In response to Dobbs vs Jackson and other related issues, the National Pediatric Palliative Care Task Force, an initiative of the National Coalition for Hospice and Palliative Care, has released a set of Guiding Principles to inform their work, the field, and policy makers.

Background 
On June 24, 2022, the Dobbs v. Jackson ruling issued by the United States Supreme Court returned the issue of the right to access reproductive health services to the states. This decision eliminates guaranteed access to healthcare for millions of individuals. Given the ongoing maternal mortality crisis in America, health inequities will worsen, and marginalized individuals will be disproportionately impacted.

Additionally, now in some states, bills have been introduced that would make it a felony to withhold life-sustaining care from infants who are born either breathing or with a heartbeat, even if those infants are extremely preterm or suffer from other life-threatening diagnoses.

We are particularly concerned about the impact of these legislative activities on those of us who practice perinatal palliative care. We counsel individuals who are pregnant with fetuses with serious and life-threatening diagnoses. We support these individuals in making their own choices regarding termination or continuation of the pregnancy, and regarding the receipt of aggressive medical or comfort-focused care after birth. The decision in Dobbs v. Jackson, and bills criminalizing a comfort-focused approach for infants born with life-threatening diagnoses, threaten an individual’s autonomy to make their own healthcare decisions and our ability to practice evidence-based, compassionate medicine.
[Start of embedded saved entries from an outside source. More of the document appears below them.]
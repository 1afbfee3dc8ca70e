//! Session storage: pluggable persistence for active sessions and chat history.
//!
//! `InMemorySessionStore` backs dev and tests; `RedisSessionStore` (redis_store.rs)
//! backs production. The controller holds an `Arc<dyn SessionStore>`.

use std::collections::{HashMap, VecDeque};
use std::time::Duration;

use async_trait::async_trait;
use chrono::Utc;
use thiserror::Error;
use tokio::sync::RwLock;
use tokio::time::Instant;
use uuid::Uuid;

use crate::session::models::{HistoryEntry, Session};

#[derive(Debug, Error)]
pub enum StoreError {
    #[error("Redis error: {0}")]
    Redis(#[from] redis::RedisError),

    #[error("Serialization error: {0}")]
    Serde(#[from] serde_json::Error),
}

#[async_trait]
pub trait SessionStore: Send + Sync {
    /// Persists a fresh, empty session and returns it.
    async fn create(&self) -> Result<Session, StoreError>;

    async fn get(&self, id: Uuid) -> Result<Option<Session>, StoreError>;

    /// Overwrites the stored copy of `session`.
    async fn save(&self, session: &Session) -> Result<(), StoreError>;

    /// Removes the session and records `title` as a history entry for it.
    async fn archive(&self, session: &Session, title: &str) -> Result<HistoryEntry, StoreError>;

    /// Removes the session without leaving a history entry.
    async fn discard(&self, id: Uuid) -> Result<(), StoreError>;

    /// Archived sessions, newest first.
    async fn history(&self, limit: usize) -> Result<Vec<HistoryEntry>, StoreError>;

    fn backend(&self) -> &'static str;
}

/// Archived sessions kept per store; older entries are dropped on archive.
pub const MAX_HISTORY_ENTRIES: usize = 500;

const DEFAULT_SESSION_TTL: Duration = Duration::from_secs(86_400);

pub(crate) fn history_entry(session: &Session, title: &str) -> HistoryEntry {
    HistoryEntry {
        id: session.id,
        title: title.to_string(),
        turn_count: session.turns.len(),
        created_at: session.created_at,
        archived_at: Utc::now(),
    }
}

// ────────────────────────────────────────────────────────────────────────────
// InMemorySessionStore
// ────────────────────────────────────────────────────────────────────────────

struct StoredSession {
    session: Session,
    expires_at: Instant,
}

/// Sessions expire `session_ttl` after their last save, like the Redis
/// backend's `SET EX`. Expired entries are swept on every write.
pub struct InMemorySessionStore {
    sessions: RwLock<HashMap<Uuid, StoredSession>>,
    session_ttl: Duration,
    /// Oldest first; reversed on read.
    history: RwLock<VecDeque<HistoryEntry>>,
}

impl InMemorySessionStore {
    pub fn new() -> Self {
        Self {
            sessions: RwLock::default(),
            session_ttl: DEFAULT_SESSION_TTL,
            history: RwLock::default(),
        }
    }

    pub fn with_session_ttl(mut self, session_ttl: Duration) -> Self {
        self.session_ttl = session_ttl;
        self
    }

    async fn put(&self, session: &Session) {
        let now = Instant::now();
        let mut sessions = self.sessions.write().await;
        sessions.retain(|_, stored| stored.expires_at > now);
        sessions.insert(
            session.id,
            StoredSession {
                session: session.clone(),
                expires_at: now + self.session_ttl,
            },
        );
    }
}

impl Default for InMemorySessionStore {
    fn default() -> Self {
        Self::new()
    }
}

#[async_trait]
impl SessionStore for InMemorySessionStore {
    async fn create(&self) -> Result<Session, StoreError> {
        let session = Session::new();
        self.put(&session).await;
        Ok(session)
    }

    async fn get(&self, id: Uuid) -> Result<Option<Session>, StoreError> {
        let now = Instant::now();
        Ok(self
            .sessions
            .read()
            .await
            .get(&id)
            .filter(|stored| stored.expires_at > now)
            .map(|stored| stored.session.clone()))
    }

    async fn save(&self, session: &Session) -> Result<(), StoreError> {
        self.put(session).await;
        Ok(())
    }

    async fn archive(&self, session: &Session, title: &str) -> Result<HistoryEntry, StoreError> {
        self.sessions.write().await.remove(&session.id);
        let entry = history_entry(session, title);
        let mut history = self.history.write().await;
        history.push_back(entry.clone());
        while history.len() > MAX_HISTORY_ENTRIES {
            history.pop_front();
        }
        Ok(entry)
    }

    async fn discard(&self, id: Uuid) -> Result<(), StoreError> {
        self.sessions.write().await.remove(&id);
        Ok(())
    }

    async fn history(&self, limit: usize) -> Result<Vec<HistoryEntry>, StoreError> {
        Ok(self
            .history
            .read()
            .await
            .iter()
            .rev()
            .take(limit)
            .cloned()
            .collect())
    }

    fn backend(&self) -> &'static str {
        "memory"
    }
}
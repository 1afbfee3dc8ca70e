// Conversational core: intent classification and score/category extraction.
// Pure and synchronous. Nothing here touches the network or the AI adapters.

pub mod classifier;
pub mod extractor;
pub mod replies;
Therefore, the Pediatric Palliative Care Task Force of the National Coalition for Hospice and Palliative Care has been galvanized to create and share the following guiding principles to inform our work, the field, and policy makers:

GUIDING PRINCIPLES

The mission of the National Pediatric Palliative Care Task Force is to continuously improve access to pediatric palliative care. Legislative activities that threaten healthcare autonomy are pediatric palliative care issues.

  • We believe that everyone, no matter where they live, should have the opportunity to receive comprehensive, evidence-based, goal-concordant healthcare.
  • We believe that all clinicians, no matter where they live, should have the opportunity to practice evidence-based medicine without fear.
  • We believe that medical issues are best decided by individuals in consultation with their health care teams. These decisions are private. Government interference in this relationship is dangerous and inappropriate.

This Task Force remains committed to supporting all pediatric palliative care providers, our patients, and their families, and we pledge to serve as a resource at the state and national level to our colleagues who are impacted by these issues.